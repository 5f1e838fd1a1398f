//! Cycle timing math.
//!
//! Converts a fractional duty cycle and a master cycle length into concrete
//! on/off durations, honoring minimum activation and deactivation dwell
//! times, and computes staggered start offsets that minimize how many
//! actuators are simultaneously energized.

use crate::error::{CycleError, CycleResult};
use serde::{Deserialize, Serialize};
use tz_core::{Real, clamp_unit};

/// Master cycle configuration.
#[derive(Debug, Clone, Copy, PartialEq, Eq, Serialize, Deserialize)]
pub struct CycleConfig {
    /// Master cycle length in minutes.
    pub cycle_min: u32,
    /// Shortest on-window worth activating, seconds. Anything shorter is
    /// coerced to zero.
    pub min_activation_delay_sec: u32,
    /// Shortest acceptable off-window, seconds. Anything shorter keeps the
    /// actuator on for the whole cycle instead.
    pub min_deactivation_delay_sec: u32,
}

impl CycleConfig {
    /// Create a cycle configuration.
    ///
    /// # Errors
    ///
    /// Returns an error if `cycle_min` is zero or a dwell time exceeds the
    /// cycle itself.
    pub fn new(
        cycle_min: u32,
        min_activation_delay_sec: u32,
        min_deactivation_delay_sec: u32,
    ) -> CycleResult<Self> {
        if cycle_min == 0 {
            return Err(CycleError::InvalidArg {
                what: "cycle_min must be positive",
            });
        }
        let cycle_sec = cycle_min * 60;
        if min_activation_delay_sec > cycle_sec || min_deactivation_delay_sec > cycle_sec {
            return Err(CycleError::InvalidArg {
                what: "dwell times cannot exceed the cycle length",
            });
        }
        Ok(Self {
            cycle_min,
            min_activation_delay_sec,
            min_deactivation_delay_sec,
        })
    }

    /// Master cycle length in seconds.
    pub fn cycle_sec(&self) -> u32 {
        self.cycle_min * 60
    }

    /// Convert a duty cycle into on/off durations within the master cycle.
    ///
    /// `forced` reports whether a dwell-time coercion changed the requested
    /// timing, so feedback-driven learners can distinguish requested from
    /// realized duty.
    pub fn calculate_cycle_times(&self, duty: Real) -> CycleTimes {
        let cycle_sec = self.cycle_sec();
        let mut on_sec = (clamp_unit(duty) * cycle_sec as Real).round() as u32;
        let mut forced = false;

        // Too short to be worth activating.
        if on_sec > 0 && on_sec < self.min_activation_delay_sec {
            on_sec = 0;
            forced = true;
        }
        // Too short an off-period is worse than staying on.
        if cycle_sec - on_sec < self.min_deactivation_delay_sec && on_sec < cycle_sec {
            on_sec = cycle_sec;
            forced = true;
        }

        CycleTimes {
            on_sec,
            off_sec: cycle_sec - on_sec,
            forced,
        }
    }
}

/// Realized on/off timing for one master cycle.
#[derive(Debug, Clone, Copy, PartialEq, Eq, Serialize, Deserialize)]
pub struct CycleTimes {
    pub on_sec: u32,
    pub off_sec: u32,
    /// Whether a dwell-time coercion changed the requested timing.
    pub forced: bool,
}

impl CycleTimes {
    /// Realized duty fraction within a cycle of `cycle_sec` seconds.
    pub fn realized_duty(&self, cycle_sec: u32) -> Real {
        if cycle_sec == 0 {
            return 0.0;
        }
        self.on_sec as Real / cycle_sec as Real
    }
}

/// Staggered start offsets for `n` actuators sharing one master cycle.
///
/// Offsets are evenly spaced across `[0, cycle_sec - on_sec]`, which
/// minimizes the maximum simultaneous-on overlap for contiguous per-actuator
/// windows. Nothing to stagger (single actuator, zero demand, 100% duty)
/// yields all-zero offsets.
pub fn compute_offsets(on_sec: u32, cycle_sec: u32, n: usize) -> Vec<Real> {
    if n <= 1 || on_sec == 0 || on_sec >= cycle_sec {
        return vec![0.0; n];
    }
    let span = (cycle_sec - on_sec) as Real;
    (0..n)
        .map(|i| i as Real * span / (n - 1) as Real)
        .collect()
}
//! Operating state with per-field change tracking.

use serde::{Deserialize, Serialize};
use tz_core::{HvacMode, Preset, Real};

/// Which fields changed since the flags were last consumed.
#[derive(Debug, Clone, Copy, Default, PartialEq, Eq)]
pub struct StateChanges {
    pub hvac_mode: bool,
    pub preset: bool,
    pub target_temperature: bool,
}

impl StateChanges {
    pub fn any(self) -> bool {
        self.hvac_mode || self.preset || self.target_temperature
    }
}

/// One operating state of a zone.
///
/// Two instances exist at all times: `requested` (the last explicit intent,
/// owned by the caller) and `current` (the authoritative override-resolved
/// state, owned by the reconciler). Setters track which fields changed;
/// downstream components consume the flags via [`OperatingState::take_changes`].
#[derive(Debug, Clone, Default, PartialEq, Serialize, Deserialize)]
pub struct OperatingState {
    hvac_mode: HvacMode,
    preset: Preset,
    target_temperature: Option<Real>,
    #[serde(skip)]
    changes: StateChanges,
}

impl OperatingState {
    pub fn new(hvac_mode: HvacMode, preset: Preset, target_temperature: Option<Real>) -> Self {
        Self {
            hvac_mode,
            preset,
            target_temperature,
            changes: StateChanges::default(),
        }
    }

    pub fn hvac_mode(&self) -> HvacMode {
        self.hvac_mode
    }

    pub fn preset(&self) -> Preset {
        self.preset
    }

    pub fn target_temperature(&self) -> Option<Real> {
        self.target_temperature
    }

    /// Set the mode; returns whether it changed (and marks the flag).
    pub fn set_hvac_mode(&mut self, mode: HvacMode) -> bool {
        let changed = self.hvac_mode != mode;
        self.hvac_mode = mode;
        self.changes.hvac_mode |= changed;
        changed
    }

    pub fn set_preset(&mut self, preset: Preset) -> bool {
        let changed = self.preset != preset;
        self.preset = preset;
        self.changes.preset |= changed;
        changed
    }

    pub fn set_target_temperature(&mut self, target: Option<Real>) -> bool {
        let changed = self.target_temperature != target;
        self.target_temperature = target;
        self.changes.target_temperature |= changed;
        changed
    }

    /// Consume and reset the change flags.
    pub fn take_changes(&mut self) -> StateChanges {
        std::mem::take(&mut self.changes)
    }

    /// Pending change flags without resetting them.
    pub fn changes(&self) -> StateChanges {
        self.changes
    }
}
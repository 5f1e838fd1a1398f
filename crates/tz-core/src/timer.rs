//! Deterministic timer queue.
//!
//! The only temporal primitive the core needs from its host: callers schedule
//! events at absolute times on a monotonic clock they own, then drain due
//! events with [`TimerQueue::pop_due`]. There is no background thread and no
//! self-rescheduling callback chain; cancellation removes pending entries in
//! one operation.

use crate::numeric::Real;

/// Handle returned by [`TimerQueue::schedule`], usable to cancel the entry.
#[derive(Debug, Clone, Copy, PartialEq, Eq, Hash)]
pub struct TimerHandle(u64);

#[derive(Debug)]
struct TimerEntry<E> {
    handle: u64,
    due: Real,
    event: E,
}

/// Ordered queue of future events on a caller-owned monotonic clock.
///
/// Events scheduled for the same due time fire in schedule order, so a
/// cycle-end event scheduled after the per-actuator transitions of its cycle
/// is guaranteed to fire after them.
#[derive(Debug)]
pub struct TimerQueue<E> {
    next_handle: u64,
    entries: Vec<TimerEntry<E>>,
}

impl<E> Default for TimerQueue<E> {
    fn default() -> Self {
        Self::new()
    }
}

impl<E> TimerQueue<E> {
    pub fn new() -> Self {
        Self {
            next_handle: 0,
            entries: Vec::new(),
        }
    }

    /// Schedule `event` at absolute time `due` (seconds).
    pub fn schedule(&mut self, due: Real, event: E) -> TimerHandle {
        let handle = self.next_handle;
        self.next_handle += 1;
        self.entries.push(TimerEntry { handle, due, event });
        TimerHandle(handle)
    }

    /// Cancel one pending entry. Returns `false` if it already fired or was
    /// cancelled before.
    pub fn cancel(&mut self, handle: TimerHandle) -> bool {
        let before = self.entries.len();
        self.entries.retain(|e| e.handle != handle.0);
        self.entries.len() != before
    }

    /// Cancel every pending entry. Safe to call on an empty queue.
    pub fn clear(&mut self) {
        self.entries.clear();
    }

    /// Pop the earliest event whose due time has been reached.
    ///
    /// Ties are broken by schedule order (handles are monotonic).
    pub fn pop_due(&mut self, now: Real) -> Option<E> {
        let idx = self
            .entries
            .iter()
            .enumerate()
            .filter(|(_, e)| e.due <= now)
            .min_by(|(_, a), (_, b)| {
                a.due
                    .partial_cmp(&b.due)
                    .unwrap_or(std::cmp::Ordering::Equal)
                    .then(a.handle.cmp(&b.handle))
            })
            .map(|(i, _)| i)?;
        Some(self.entries.swap_remove(idx).event)
    }

    /// Due time of the earliest pending entry, if any.
    pub fn next_due(&self) -> Option<Real> {
        self.entries
            .iter()
            .map(|e| e.due)
            .min_by(|a, b| a.partial_cmp(b).unwrap_or(std::cmp::Ordering::Equal))
    }

    pub fn len(&self) -> usize {
        self.entries.len()
    }

    pub fn is_empty(&self) -> bool {
        self.entries.is_empty()
    }
}

#[cfg(test)]
mod tests {
    use super::*;

    #[test]
    fn pops_in_due_order() {
        let mut q = TimerQueue::new();
        q.schedule(3.0, "c");
        q.schedule(1.0, "a");
        q.schedule(2.0, "b");

        assert_eq!(q.pop_due(10.0), Some("a"));
        assert_eq!(q.pop_due(10.0), Some("b"));
        assert_eq!(q.pop_due(10.0), Some("c"));
        assert_eq!(q.pop_due(10.0), None);
    }

    #[test]
    fn nothing_due_before_deadline() {
        let mut q = TimerQueue::new();
        q.schedule(5.0, ());
        assert_eq!(q.pop_due(4.9), None);
        assert_eq!(q.len(), 1);
        assert_eq!(q.pop_due(5.0), Some(()));
    }

    #[test]
    fn same_due_time_fires_in_schedule_order() {
        let mut q = TimerQueue::new();
        q.schedule(1.0, "first");
        q.schedule(1.0, "second");
        assert_eq!(q.pop_due(1.0), Some("first"));
        assert_eq!(q.pop_due(1.0), Some("second"));
    }

    #[test]
    fn cancel_removes_entry() {
        let mut q = TimerQueue::new();
        let h = q.schedule(1.0, "x");
        assert!(q.cancel(h));
        assert!(!q.cancel(h));
        assert_eq!(q.pop_due(2.0), None);
    }

    #[test]
    fn clear_is_idempotent() {
        let mut q: TimerQueue<()> = TimerQueue::new();
        q.schedule(1.0, ());
        q.clear();
        q.clear();
        assert!(q.is_empty());
    }

    #[test]
    fn next_due_reports_earliest() {
        let mut q = TimerQueue::new();
        assert_eq!(q.next_due(), None);
        q.schedule(4.0, ());
        q.schedule(2.0, ());
        assert_eq!(q.next_due(), Some(2.0));
    }
}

## TASK INSTRUCTIONS
Transcribe exactly, and only, the lines from the opening line of the records through the line containing "minimize how many".

## RESULT
repository 5f1e838fd1a1398f
//! Cycle timing math.
//!
//! Converts a fractional duty cycle and a master cycle length into concrete
//! on/off durations, honoring minimum activation and deactivation dwell
//! times, and computes staggered start offsets that minimize how many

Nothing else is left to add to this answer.